## Exercise
Lift out all lines below that contain "render".

## Records to use

-- Opening Marker --

use crate::foundation::core::Size;
use crate::foundation::error::{PackshotError, PackshotResult};
use crate::foundation::math::{mul_div255_u8, unpremul_channel};

/// Premultiplied RGBA8 pixel.
pub type PremulRgba8 = [u8; 4];

/// Raster target of fixed size, premultiplied RGBA8, row-major.
#[derive(Clone, PartialEq, Eq)]
pub struct Surface {
    width: u32,
    height: u32,
    data: Vec<u8>,
}

impl std::fmt::Debug for Surface {
    fn fmt(&self, f: &mut std::fmt::Formatter<'_>) -> std::fmt::Result {
        f.debug_struct("Surface")
            .field("width", &self.width)
            .field("height", &self.height)
            .finish()
    }
}

impl Surface {
    /// Allocate a fully transparent surface.
    ///
    /// Fails if either extent is 0 or exceeds the rasterizer limit.
    pub fn new(size: Size) -> PackshotResult<Self> {
        size.raster_extents()?;
        Ok(Self {
            width: size.width,
            height: size.height,
            data: vec![0u8; size.area() * 4],
        })
    }

    /// Width in pixels.
    pub fn width(&self) -> u32 {
        self.width
    }

    /// Height in pixels.
    pub fn height(&self) -> u32 {
        self.height
    }

    /// Width and height.
    pub fn size(&self) -> Size {
        Size::new(self.width, self.height)
    }

    /// Raw premultiplied bytes.
    pub fn data(&self) -> &[u8] {
        &self.data
    }

    pub(crate) fn data_mut(&mut self) -> &mut [u8] {
        &mut self.data
    }

    /// Premultiplied pixel at `(x, y)`, if in bounds.
    pub fn pixel(&self, x: u32, y: u32) -> Option<PremulRgba8> {
        if x >= self.width || y >= self.height {
            return None;
        }
        let i = ((y as usize) * (self.width as usize) + (x as usize)) * 4;
        Some([
            self.data[i],
            self.data[i + 1],
            self.data[i + 2],
            self.data[i + 3],
        ])
    }

    /// Overwrite every pixel with `px`.
    pub fn fill(&mut self, px: PremulRgba8) {
        for d in self.data.chunks_exact_mut(4) {
            d.copy_from_slice(&px);
        }
    }

    /// Copy out as straight-alpha RGBA8, as PNG encoders expect.
    pub fn to_straight_rgba8(&self) -> Vec<u8> {
        let mut out = self.data.clone();
        for px in out.chunks_exact_mut(4) {
            let a = px[3];
            if a == 255 {
                continue;
            }
            px[0] = unpremul_channel(px[0], a);
            px[1] = unpremul_channel(px[1], a);
            px[2] = unpremul_channel(px[2], a);
        }
        out
    }

    /// Source-over `src` (same size, premultiplied) onto this surface.
    pub fn premul_over_in_place(&mut self, src: &[u8]) -> PackshotResult<()> {
        if src.len() != self.data.len() {
            return Err(PackshotError::render(
                "premul_over_in_place expects equal-length rgba8 buffers",
            ));
        }
        for (d, s) in self.data.chunks_exact_mut(4).zip(src.chunks_exact(4)) {
            let out = over([d[0], d[1], d[2], d[3]], [s[0], s[1], s[2], s[3]]);
            d.copy_from_slice(&out);
        }
        Ok(())
    }
}

/// Porter-Duff source-over for premultiplied pixels.
pub fn over(dst: PremulRgba8, src: PremulRgba8) -> PremulRgba8 {
    match src[3] {
        0 => return dst,
        255 => return src,
        _ => {}
    }
    let inv = 255u16 - u16::from(src[3]);
    let mut out = [0u8; 4];
    for i in 0..4 {
        out[i] = src[i].saturating_add(mul_div255_u8(u16::from(dst[i]), inv));
    }
    out
}

#[cfg(test)]
#[path = "../../tests/unit/render/surface.rs"]
mod tests;
use super::*;

#[test]
fn raster_extents_reject_empty_and_oversized() {
    assert!(Size::new(0, 10).raster_extents().is_err());
    assert!(Size::new(10, 70_000).raster_extents().is_err());
    assert_eq!(Size::new(1080, 720).raster_extents().unwrap(), (1080, 720));
}

#[test]
fn scaled_round_rounds_half_away_from_zero() {
    assert_eq!(
        Size::new(1080, 1080).scaled_round(2.0).unwrap(),
        Size::new(2160, 2160)
    );
    assert_eq!(Size::new(5, 3).scaled_round(0.5).unwrap(), Size::new(3, 2));
    assert!(Size::new(5, 3).scaled_round(0.0).is_err());
    assert!(Size::new(5, 3).scaled_round(f64::NAN).is_err());
}

#[test]
fn size_displays_as_width_by_height() {
    assert_eq!(Size::new(800, 600).to_string(), "800x600");
    assert_eq!(Size::new(3, 0).area(), 0);
    assert!(Size::new(3, 0).is_empty());
}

-- Closing Marker --

## Answer space
            return Err(PackshotError::render(
#[path = "../../tests/unit/render/surface.rs"]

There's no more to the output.